THE PROBLEM: Retype the whole listing below precisely.

++++

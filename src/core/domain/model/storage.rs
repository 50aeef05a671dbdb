//! Storage backends a production node can persist to.

use crate::core::domain::{error::ValidationError, model::instance_config::hcl_string};
use serde::{Deserialize, Serialize};
use std::path::{Path, PathBuf};
use std::str::FromStr;

#[derive(Debug, Clone, PartialEq, Eq, Serialize, Deserialize)]
#[serde(tag = "kind", rename_all = "lowercase")]
pub enum Storage {
    /// Integrated Raft storage; required for HA clusters.
    Raft,
    File,
    Inmem,
    Postgresql(PostgresqlStorage),
}

#[derive(Debug, Clone, Default, PartialEq, Eq, Serialize, Deserialize)]
pub struct PostgresqlStorage {
    /// When absent the server reads its connection string from the environment.
    #[serde(default, skip_serializing_if = "Option::is_none")]
    pub connection_url: Option<String>,
}

impl Storage {
    /// Returns `true` for backends that form a Raft cluster and need `cluster_addr`.
    pub fn is_clustered(&self) -> bool {
        matches!(self, Storage::Raft)
    }

    /// Data directory the backend writes under, if any.
    pub fn data_directory(&self, directory: &Path) -> Option<PathBuf> {
        match self {
            Storage::Raft => Some(directory.join("storage").join("raft")),
            Storage::File => Some(directory.join("storage").join("file")),
            Storage::Inmem | Storage::Postgresql(_) => None,
        }
    }

    pub(crate) fn render(&self, directory: &Path) -> String {
        let path = self
            .data_directory(directory)
            .map(|p| format!("  path = {}\n", hcl_string(&p.display().to_string())))
            .unwrap_or_default();
        match self {
            Storage::Raft => format!("storage \"raft\" {{\n{path}}}\n"),
            Storage::File => format!("storage \"file\" {{\n{path}}}\n"),
            Storage::Inmem => "storage \"inmem\" {}\n".to_string(),
            Storage::Postgresql(pg) => match &pg.connection_url {
                Some(url) => format!(
                    "storage \"postgresql\" {{\n  connection_url = {}\n}}\n",
                    hcl_string(url)
                ),
                None => "storage \"postgresql\" {}\n".to_string(),
            },
        }
    }
}

impl FromStr for Storage {
    type Err = ValidationError;

    fn from_str(s: &str) -> Result<Self, Self::Err> {
        match s.to_ascii_lowercase().as_str() {
            "raft" => Ok(Storage::Raft),
            "file" => Ok(Storage::File),
            "inmem" | "memory" => Ok(Storage::Inmem),
            "postgresql" | "postgres" => Ok(Storage::Postgresql(PostgresqlStorage::default())),
            other => Err(ValidationError::field(
                "storage",
                format!("unknown storage backend {other:?}; expected raft, file, inmem or postgresql"),
            )),
        }
    }
}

++++

REPLY:
filename src/core/domain/model/storage.rs
repository 50aeef05a671dbdb
//! Storage backends a production node can persist to.

use crate::core::domain::{error::ValidationError, model::instance_config::hcl_string};
use serde::{Deserialize, Serialize};
use std::path::{Path, PathBuf};
use std::str::FromStr;

#[derive(Debug, Clone, PartialEq, Eq, Serialize, Deserialize)]
#[serde(tag = "kind", rename_all = "lowercase")]
pub enum Storage {
    /// Integrated Raft storage; required for HA clusters.
    Raft,
    File,
    Inmem,
    Postgresql(PostgresqlStorage),
}

#[derive(Debug, Clone, Default, PartialEq, Eq, Serialize, Deserialize)]
pub struct PostgresqlStorage {
    /// When absent the server reads its connection string from the environment.
    #[serde(default, skip_serializing_if = "Option::is_none")]
    pub connection_url: Option<String>,
}

impl Storage {
    /// Returns `true` for backends that form a Raft cluster and need `cluster_addr`.
    pub fn is_clustered(&self) -> bool {
        matches!(self, Storage::Raft)
    }

    /// Data directory the backend writes under, if any.
    pub fn data_directory(&self, directory: &Path) -> Option<PathBuf> {
        match self {
            Storage::Raft => Some(directory.join("storage").join("raft")),
            Storage::File => Some(directory.join("storage").join("file")),
            Storage::Inmem | Storage::Postgresql(_) => None,
        }
    }

    pub(crate) fn render(&self, directory: &Path) -> String {
        let path = self
            .data_directory(directory)
            .map(|p| format!("  path = {}\n", hcl_string(&p.display().to_string())))
            .unwrap_or_default();
        match self {
            Storage::Raft => format!("storage \"raft\" {{\n{path}}}\n"),
            Storage::File => format!("storage \"file\" {{\n{path}}}\n"),
            Storage::Inmem => "storage \"inmem\" {}\n".to_string(),
            Storage::Postgresql(pg) => match &pg.connection_url {
                Some(url) => format!(
                    "storage \"postgresql\" {{\n  connection_url = {}\n}}\n",
                    hcl_string(url)
                ),
                None => "storage \"postgresql\" {}\n".to_string(),
            },
        }
    }
}

impl FromStr for Storage {
    type Err = ValidationError;

    fn from_str(s: &str) -> Result<Self, Self::Err> {
        match s.to_ascii_lowercase().as_str() {
            "raft" => Ok(Storage::Raft),
            "file" => Ok(Storage::File),
            "inmem" | "memory" => Ok(Storage::Inmem),
            "postgresql" | "postgres" => Ok(Storage::Postgresql(PostgresqlStorage::default())),
            other => Err(ValidationError::field(
                "storage",
                format!("unknown storage backend {other:?}; expected raft, file, inmem or postgresql"),
            )),
        }
    }
}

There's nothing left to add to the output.